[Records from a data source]
=== Begin Enclosure ===

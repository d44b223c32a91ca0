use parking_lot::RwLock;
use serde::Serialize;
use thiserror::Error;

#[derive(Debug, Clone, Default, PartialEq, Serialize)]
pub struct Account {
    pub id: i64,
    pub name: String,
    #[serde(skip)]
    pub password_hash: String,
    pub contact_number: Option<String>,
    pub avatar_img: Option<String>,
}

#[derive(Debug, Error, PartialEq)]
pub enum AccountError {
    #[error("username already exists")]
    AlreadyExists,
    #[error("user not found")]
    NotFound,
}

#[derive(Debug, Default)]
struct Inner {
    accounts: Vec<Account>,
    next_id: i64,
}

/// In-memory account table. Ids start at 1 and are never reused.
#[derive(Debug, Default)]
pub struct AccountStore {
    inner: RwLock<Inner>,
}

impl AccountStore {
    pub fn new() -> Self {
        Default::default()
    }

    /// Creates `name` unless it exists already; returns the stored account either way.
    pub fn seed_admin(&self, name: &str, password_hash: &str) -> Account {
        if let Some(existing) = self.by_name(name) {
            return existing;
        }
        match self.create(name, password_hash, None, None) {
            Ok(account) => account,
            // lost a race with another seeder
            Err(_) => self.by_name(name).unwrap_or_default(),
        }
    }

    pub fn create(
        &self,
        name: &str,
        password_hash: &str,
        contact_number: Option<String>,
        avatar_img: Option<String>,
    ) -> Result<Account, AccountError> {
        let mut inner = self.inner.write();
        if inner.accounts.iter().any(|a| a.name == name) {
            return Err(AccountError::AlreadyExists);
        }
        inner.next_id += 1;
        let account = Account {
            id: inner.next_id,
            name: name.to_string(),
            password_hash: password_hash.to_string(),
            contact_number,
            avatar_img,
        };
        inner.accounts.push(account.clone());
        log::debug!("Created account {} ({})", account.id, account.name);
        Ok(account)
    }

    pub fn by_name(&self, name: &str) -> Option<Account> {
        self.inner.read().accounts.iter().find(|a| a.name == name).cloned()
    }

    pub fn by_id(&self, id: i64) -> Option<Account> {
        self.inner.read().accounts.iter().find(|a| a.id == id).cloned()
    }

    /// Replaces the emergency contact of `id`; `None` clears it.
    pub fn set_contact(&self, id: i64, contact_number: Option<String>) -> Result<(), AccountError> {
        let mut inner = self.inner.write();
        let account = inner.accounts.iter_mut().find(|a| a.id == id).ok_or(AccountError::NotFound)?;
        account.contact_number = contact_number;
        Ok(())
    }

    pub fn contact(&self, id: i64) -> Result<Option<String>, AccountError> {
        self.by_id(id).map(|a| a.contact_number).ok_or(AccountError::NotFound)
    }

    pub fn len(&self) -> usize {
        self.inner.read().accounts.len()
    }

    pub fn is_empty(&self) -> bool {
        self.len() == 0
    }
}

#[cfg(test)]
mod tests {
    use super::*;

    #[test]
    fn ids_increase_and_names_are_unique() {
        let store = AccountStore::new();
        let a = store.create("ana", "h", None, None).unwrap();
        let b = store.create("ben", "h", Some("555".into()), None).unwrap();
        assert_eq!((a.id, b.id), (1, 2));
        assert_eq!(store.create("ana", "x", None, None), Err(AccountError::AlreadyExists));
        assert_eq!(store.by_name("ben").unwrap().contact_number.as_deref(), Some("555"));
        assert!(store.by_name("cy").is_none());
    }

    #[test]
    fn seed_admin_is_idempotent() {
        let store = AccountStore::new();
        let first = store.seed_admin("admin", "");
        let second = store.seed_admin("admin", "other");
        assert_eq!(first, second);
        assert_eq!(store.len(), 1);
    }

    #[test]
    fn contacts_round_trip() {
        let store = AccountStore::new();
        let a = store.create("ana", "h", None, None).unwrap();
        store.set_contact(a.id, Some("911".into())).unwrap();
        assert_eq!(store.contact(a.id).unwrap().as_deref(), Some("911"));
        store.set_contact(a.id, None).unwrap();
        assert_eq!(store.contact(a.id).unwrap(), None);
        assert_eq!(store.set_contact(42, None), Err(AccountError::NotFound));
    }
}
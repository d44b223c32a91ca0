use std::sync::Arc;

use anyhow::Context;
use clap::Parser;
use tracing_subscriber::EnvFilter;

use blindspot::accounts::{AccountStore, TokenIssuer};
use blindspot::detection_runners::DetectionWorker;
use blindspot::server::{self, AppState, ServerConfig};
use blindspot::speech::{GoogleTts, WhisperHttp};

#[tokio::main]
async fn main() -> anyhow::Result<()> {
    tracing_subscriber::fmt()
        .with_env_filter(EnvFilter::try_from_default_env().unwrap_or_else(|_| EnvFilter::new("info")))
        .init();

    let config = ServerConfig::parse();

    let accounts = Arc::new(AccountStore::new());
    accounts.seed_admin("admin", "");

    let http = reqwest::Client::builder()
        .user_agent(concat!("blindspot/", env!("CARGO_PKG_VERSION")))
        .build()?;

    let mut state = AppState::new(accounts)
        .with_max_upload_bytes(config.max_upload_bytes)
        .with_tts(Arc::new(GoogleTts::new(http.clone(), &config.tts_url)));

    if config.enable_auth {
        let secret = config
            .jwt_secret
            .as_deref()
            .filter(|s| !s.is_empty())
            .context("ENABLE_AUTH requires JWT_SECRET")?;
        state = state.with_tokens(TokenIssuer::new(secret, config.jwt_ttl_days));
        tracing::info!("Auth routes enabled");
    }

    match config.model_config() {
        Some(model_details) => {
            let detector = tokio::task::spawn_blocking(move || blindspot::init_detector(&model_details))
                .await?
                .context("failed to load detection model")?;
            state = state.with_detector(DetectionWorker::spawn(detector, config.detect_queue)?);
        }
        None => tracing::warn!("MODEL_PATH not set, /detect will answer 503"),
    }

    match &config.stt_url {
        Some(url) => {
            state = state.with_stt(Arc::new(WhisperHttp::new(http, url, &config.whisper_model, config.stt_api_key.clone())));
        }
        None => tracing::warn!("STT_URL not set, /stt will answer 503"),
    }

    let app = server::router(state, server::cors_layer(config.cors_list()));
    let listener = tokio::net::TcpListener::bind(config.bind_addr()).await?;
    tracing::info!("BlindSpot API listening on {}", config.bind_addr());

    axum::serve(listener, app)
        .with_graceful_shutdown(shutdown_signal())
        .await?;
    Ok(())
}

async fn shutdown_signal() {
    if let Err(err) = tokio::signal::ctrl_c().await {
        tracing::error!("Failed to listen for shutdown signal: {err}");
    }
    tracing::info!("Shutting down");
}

=== End Enclosure ===
=== Begin Enclosure ===

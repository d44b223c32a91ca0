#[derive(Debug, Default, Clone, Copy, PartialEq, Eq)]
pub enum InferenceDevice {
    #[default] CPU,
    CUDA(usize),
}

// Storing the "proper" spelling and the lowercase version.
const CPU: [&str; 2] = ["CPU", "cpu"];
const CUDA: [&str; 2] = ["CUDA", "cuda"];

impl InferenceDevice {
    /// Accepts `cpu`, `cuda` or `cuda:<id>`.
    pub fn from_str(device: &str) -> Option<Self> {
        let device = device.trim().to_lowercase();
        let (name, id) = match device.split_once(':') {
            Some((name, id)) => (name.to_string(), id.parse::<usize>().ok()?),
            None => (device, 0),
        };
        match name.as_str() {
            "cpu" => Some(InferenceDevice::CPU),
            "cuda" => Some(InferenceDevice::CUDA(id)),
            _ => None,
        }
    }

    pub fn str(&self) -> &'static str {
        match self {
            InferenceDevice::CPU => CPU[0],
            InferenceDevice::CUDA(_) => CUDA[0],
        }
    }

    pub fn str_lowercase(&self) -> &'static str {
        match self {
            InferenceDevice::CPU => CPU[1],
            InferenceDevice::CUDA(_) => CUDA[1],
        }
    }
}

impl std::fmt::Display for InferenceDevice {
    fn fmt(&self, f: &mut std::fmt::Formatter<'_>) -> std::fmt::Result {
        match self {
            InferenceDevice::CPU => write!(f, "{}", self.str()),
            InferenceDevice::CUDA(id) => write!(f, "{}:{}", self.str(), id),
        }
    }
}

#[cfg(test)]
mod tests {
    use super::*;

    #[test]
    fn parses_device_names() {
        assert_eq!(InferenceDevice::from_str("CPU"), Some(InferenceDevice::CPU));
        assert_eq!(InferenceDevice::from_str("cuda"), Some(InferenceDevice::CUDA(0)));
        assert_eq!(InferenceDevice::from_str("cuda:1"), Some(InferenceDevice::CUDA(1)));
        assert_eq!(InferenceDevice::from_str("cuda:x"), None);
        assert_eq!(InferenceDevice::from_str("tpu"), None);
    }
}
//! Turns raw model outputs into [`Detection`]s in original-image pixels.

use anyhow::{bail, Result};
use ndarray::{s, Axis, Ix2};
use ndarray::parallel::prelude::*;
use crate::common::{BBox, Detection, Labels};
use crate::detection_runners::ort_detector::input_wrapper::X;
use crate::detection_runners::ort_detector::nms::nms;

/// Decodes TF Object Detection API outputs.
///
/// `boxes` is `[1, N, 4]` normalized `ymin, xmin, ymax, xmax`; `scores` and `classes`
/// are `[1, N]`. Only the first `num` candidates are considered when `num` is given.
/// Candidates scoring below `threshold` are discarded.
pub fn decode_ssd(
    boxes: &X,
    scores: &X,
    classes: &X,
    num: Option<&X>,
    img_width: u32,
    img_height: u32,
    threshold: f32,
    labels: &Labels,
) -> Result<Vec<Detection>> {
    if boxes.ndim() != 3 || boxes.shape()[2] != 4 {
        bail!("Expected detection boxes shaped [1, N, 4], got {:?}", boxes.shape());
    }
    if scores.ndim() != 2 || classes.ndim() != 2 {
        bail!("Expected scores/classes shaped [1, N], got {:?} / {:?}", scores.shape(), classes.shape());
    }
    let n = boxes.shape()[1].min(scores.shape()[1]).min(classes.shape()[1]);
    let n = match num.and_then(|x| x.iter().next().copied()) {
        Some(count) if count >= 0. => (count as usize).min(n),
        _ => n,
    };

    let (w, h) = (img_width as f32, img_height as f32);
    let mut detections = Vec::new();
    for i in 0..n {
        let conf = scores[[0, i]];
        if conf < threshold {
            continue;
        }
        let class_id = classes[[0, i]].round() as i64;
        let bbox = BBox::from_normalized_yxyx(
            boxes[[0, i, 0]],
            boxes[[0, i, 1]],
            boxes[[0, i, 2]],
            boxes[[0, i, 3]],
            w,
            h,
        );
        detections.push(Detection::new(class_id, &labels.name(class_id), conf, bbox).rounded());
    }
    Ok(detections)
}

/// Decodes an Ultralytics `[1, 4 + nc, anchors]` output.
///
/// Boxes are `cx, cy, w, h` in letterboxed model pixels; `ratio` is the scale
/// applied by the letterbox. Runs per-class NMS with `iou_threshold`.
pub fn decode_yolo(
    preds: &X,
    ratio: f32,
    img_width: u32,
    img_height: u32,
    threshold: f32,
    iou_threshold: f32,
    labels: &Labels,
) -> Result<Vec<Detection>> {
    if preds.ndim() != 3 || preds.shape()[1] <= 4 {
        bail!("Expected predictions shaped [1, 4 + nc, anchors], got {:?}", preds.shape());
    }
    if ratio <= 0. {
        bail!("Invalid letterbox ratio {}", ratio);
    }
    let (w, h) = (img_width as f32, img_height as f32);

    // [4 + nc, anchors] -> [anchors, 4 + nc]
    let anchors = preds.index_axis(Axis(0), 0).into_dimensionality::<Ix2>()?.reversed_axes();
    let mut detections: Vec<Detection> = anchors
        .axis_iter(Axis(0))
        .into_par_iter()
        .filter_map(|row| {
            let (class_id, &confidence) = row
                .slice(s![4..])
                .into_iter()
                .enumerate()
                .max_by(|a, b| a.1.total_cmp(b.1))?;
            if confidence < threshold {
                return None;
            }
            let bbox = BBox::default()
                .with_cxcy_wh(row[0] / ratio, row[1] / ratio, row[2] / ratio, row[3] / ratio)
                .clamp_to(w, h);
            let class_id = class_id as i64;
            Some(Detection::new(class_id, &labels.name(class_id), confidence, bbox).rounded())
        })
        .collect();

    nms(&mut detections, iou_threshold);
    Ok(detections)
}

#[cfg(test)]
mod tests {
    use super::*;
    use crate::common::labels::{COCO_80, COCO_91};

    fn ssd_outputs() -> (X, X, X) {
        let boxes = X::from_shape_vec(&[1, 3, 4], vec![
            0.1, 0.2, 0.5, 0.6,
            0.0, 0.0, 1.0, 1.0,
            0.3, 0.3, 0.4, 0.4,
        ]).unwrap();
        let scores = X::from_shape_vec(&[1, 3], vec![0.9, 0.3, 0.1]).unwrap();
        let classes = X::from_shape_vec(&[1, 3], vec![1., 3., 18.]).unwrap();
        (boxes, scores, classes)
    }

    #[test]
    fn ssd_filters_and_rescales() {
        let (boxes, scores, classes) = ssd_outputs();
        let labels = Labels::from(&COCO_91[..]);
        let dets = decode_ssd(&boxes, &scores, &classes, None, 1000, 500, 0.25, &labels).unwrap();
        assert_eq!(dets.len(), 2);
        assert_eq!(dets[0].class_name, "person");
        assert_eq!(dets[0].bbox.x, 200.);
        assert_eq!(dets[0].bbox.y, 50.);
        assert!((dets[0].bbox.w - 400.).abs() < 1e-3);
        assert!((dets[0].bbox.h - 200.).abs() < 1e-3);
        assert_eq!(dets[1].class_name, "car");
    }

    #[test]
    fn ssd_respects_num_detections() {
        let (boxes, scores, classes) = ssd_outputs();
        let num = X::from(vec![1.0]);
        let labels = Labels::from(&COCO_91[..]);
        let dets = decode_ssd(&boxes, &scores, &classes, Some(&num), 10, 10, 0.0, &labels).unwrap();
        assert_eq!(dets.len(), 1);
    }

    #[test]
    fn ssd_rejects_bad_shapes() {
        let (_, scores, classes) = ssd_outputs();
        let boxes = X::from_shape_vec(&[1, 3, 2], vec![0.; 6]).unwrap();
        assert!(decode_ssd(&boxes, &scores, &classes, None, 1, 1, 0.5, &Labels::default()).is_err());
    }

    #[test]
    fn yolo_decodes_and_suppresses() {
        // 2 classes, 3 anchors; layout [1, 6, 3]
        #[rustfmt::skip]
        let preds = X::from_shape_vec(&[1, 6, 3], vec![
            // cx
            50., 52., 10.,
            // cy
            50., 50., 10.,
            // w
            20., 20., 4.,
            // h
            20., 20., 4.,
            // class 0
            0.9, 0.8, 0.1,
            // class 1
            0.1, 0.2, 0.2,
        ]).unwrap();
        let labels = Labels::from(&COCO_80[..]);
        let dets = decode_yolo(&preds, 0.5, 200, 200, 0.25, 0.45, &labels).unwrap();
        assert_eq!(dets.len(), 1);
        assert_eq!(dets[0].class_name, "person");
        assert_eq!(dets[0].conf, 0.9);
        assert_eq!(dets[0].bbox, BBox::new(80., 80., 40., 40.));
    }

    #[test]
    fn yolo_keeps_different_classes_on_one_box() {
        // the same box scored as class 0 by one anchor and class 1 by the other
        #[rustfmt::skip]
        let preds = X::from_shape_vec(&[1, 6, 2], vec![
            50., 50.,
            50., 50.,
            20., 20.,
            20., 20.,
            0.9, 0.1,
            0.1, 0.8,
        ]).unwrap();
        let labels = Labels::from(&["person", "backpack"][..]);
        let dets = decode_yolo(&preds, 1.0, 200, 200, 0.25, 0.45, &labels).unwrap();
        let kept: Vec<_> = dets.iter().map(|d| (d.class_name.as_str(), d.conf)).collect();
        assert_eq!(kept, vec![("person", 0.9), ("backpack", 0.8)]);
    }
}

=== End Enclosure ===
=== Begin Enclosure ===

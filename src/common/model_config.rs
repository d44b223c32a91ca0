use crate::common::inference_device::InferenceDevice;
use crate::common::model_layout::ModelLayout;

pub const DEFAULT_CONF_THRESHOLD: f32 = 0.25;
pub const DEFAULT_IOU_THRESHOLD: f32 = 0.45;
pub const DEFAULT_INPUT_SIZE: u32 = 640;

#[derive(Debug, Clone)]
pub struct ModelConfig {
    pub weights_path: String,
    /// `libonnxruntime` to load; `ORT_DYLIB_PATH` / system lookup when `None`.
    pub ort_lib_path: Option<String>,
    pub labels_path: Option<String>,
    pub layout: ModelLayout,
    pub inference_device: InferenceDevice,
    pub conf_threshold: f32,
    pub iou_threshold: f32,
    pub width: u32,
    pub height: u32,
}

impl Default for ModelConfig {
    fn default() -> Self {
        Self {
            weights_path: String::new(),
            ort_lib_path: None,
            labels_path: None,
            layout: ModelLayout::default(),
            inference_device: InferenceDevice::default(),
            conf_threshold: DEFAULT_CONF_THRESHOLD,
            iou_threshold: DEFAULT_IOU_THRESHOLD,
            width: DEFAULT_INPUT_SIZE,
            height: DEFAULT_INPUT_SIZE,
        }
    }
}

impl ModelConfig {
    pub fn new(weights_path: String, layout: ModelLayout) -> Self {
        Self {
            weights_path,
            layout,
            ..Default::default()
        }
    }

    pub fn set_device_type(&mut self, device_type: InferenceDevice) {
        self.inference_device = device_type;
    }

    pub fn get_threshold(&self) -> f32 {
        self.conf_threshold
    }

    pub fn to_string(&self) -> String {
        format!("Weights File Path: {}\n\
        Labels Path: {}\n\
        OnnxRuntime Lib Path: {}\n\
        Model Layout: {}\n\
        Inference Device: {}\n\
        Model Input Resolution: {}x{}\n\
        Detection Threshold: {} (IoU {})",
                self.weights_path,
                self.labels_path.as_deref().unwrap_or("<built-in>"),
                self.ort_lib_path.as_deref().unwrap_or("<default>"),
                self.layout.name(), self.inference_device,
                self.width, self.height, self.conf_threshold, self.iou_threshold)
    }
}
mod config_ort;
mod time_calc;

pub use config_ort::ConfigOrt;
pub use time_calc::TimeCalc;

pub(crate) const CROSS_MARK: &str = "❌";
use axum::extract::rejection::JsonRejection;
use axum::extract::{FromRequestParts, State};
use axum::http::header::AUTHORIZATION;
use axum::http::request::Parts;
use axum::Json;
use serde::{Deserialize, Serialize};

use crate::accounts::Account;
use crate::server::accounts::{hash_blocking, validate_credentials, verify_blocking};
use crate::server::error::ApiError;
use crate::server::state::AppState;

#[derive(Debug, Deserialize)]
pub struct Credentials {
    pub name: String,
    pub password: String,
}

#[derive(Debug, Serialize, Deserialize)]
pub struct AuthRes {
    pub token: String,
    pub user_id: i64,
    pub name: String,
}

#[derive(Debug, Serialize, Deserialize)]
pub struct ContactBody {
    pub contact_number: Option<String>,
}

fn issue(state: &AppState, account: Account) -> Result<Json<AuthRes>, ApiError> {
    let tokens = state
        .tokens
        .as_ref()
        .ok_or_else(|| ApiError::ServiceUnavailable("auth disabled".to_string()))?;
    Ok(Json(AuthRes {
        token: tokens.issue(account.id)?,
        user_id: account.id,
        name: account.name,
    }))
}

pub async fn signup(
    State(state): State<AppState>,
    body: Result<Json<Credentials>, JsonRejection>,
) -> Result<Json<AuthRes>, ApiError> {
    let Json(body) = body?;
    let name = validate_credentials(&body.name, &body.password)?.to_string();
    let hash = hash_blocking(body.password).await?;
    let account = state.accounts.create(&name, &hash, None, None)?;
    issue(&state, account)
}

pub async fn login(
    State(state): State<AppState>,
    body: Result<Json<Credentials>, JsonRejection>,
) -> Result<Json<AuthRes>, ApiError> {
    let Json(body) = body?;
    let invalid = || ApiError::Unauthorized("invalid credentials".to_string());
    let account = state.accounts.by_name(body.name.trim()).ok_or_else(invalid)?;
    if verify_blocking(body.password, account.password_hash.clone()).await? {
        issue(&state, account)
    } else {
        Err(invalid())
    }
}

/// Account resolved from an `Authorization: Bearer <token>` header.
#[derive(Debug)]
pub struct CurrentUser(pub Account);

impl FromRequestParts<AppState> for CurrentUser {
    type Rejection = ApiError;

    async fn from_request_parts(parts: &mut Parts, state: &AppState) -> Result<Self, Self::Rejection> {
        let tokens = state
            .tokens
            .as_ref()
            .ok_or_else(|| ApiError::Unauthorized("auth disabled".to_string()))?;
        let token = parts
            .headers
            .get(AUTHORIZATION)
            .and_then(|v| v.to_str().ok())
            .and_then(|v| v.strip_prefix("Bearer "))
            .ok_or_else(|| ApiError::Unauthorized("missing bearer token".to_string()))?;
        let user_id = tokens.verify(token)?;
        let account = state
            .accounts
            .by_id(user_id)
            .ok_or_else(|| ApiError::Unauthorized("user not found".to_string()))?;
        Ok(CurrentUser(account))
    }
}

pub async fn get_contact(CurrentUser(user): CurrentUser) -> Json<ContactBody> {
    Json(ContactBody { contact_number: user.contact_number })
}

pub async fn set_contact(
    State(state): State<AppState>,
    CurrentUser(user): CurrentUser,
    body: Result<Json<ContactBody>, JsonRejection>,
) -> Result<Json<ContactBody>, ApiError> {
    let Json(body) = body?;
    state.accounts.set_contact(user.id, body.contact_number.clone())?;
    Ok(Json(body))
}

=== End Enclosure ===

Among the records, how many lines include the string "DetectionWorker"? State the number and add nothing.

2